Stored data entries
Segment Open

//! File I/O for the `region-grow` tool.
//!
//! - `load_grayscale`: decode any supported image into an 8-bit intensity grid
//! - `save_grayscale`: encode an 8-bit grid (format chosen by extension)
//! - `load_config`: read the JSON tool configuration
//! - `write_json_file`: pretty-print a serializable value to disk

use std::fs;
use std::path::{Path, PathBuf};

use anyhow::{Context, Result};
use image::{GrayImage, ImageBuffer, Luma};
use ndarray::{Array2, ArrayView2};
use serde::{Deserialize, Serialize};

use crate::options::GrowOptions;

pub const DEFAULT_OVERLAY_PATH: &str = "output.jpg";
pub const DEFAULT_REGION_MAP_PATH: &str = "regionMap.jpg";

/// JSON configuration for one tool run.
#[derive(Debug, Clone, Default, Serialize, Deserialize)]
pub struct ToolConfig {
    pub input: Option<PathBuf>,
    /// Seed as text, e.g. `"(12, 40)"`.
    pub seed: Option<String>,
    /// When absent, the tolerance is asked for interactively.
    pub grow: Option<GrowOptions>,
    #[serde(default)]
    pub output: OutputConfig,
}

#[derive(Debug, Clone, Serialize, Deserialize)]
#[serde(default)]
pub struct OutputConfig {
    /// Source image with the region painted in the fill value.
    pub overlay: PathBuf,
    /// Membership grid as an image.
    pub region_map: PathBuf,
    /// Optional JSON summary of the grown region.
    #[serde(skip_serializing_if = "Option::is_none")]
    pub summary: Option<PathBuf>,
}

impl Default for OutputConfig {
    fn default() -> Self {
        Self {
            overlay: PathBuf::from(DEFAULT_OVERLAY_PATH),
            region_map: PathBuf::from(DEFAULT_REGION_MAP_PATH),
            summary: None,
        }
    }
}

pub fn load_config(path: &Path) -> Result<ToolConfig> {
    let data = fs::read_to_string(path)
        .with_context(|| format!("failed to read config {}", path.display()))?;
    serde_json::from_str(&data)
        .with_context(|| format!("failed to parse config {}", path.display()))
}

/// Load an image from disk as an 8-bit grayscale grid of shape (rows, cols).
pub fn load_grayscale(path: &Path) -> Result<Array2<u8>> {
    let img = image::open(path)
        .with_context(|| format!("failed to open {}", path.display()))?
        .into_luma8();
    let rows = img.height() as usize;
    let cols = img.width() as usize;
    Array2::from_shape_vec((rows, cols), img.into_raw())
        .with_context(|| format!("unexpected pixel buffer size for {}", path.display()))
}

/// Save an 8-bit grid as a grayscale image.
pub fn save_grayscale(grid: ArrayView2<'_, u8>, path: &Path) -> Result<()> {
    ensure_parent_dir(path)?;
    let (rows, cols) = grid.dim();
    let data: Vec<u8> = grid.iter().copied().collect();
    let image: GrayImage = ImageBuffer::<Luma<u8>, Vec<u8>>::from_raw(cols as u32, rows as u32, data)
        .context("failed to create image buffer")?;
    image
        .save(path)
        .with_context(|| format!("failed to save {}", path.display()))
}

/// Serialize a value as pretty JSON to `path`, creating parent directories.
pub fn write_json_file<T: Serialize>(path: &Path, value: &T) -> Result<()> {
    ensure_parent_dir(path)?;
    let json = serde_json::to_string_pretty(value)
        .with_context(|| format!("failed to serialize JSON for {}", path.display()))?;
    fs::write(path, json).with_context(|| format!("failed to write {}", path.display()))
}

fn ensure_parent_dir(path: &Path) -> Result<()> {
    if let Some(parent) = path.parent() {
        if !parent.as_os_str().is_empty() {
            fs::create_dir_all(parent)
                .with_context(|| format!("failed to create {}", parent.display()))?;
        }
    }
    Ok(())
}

Segment Closed

WHAT THE TASK ASKS: Only the lines from the one that contains "let image: GrayImage" to the end of the entries above should be given again, exactly and in full.

SOLUTION FOR THIS EXERCISE:
    let image: GrayImage = ImageBuffer::<Luma<u8>, Vec<u8>>::from_raw(cols as u32, rows as u32, data)
        .context("failed to create image buffer")?;
    image
        .save(path)
        .with_context(|| format!("failed to save {}", path.display()))
}

/// Serialize a value as pretty JSON to `path`, creating parent directories.
pub fn write_json_file<T: Serialize>(path: &Path, value: &T) -> Result<()> {
    ensure_parent_dir(path)?;
    let json = serde_json::to_string_pretty(value)
        .with_context(|| format!("failed to serialize JSON for {}", path.display()))?;
    fs::write(path, json).with_context(|| format!("failed to write {}", path.display()))
}

fn ensure_parent_dir(path: &Path) -> Result<()> {
    if let Some(parent) = path.parent() {
        if !parent.as_os_str().is_empty() {
            fs::create_dir_all(parent)
                .with_context(|| format!("failed to create {}", parent.display()))?;
        }
    }
    Ok(())
}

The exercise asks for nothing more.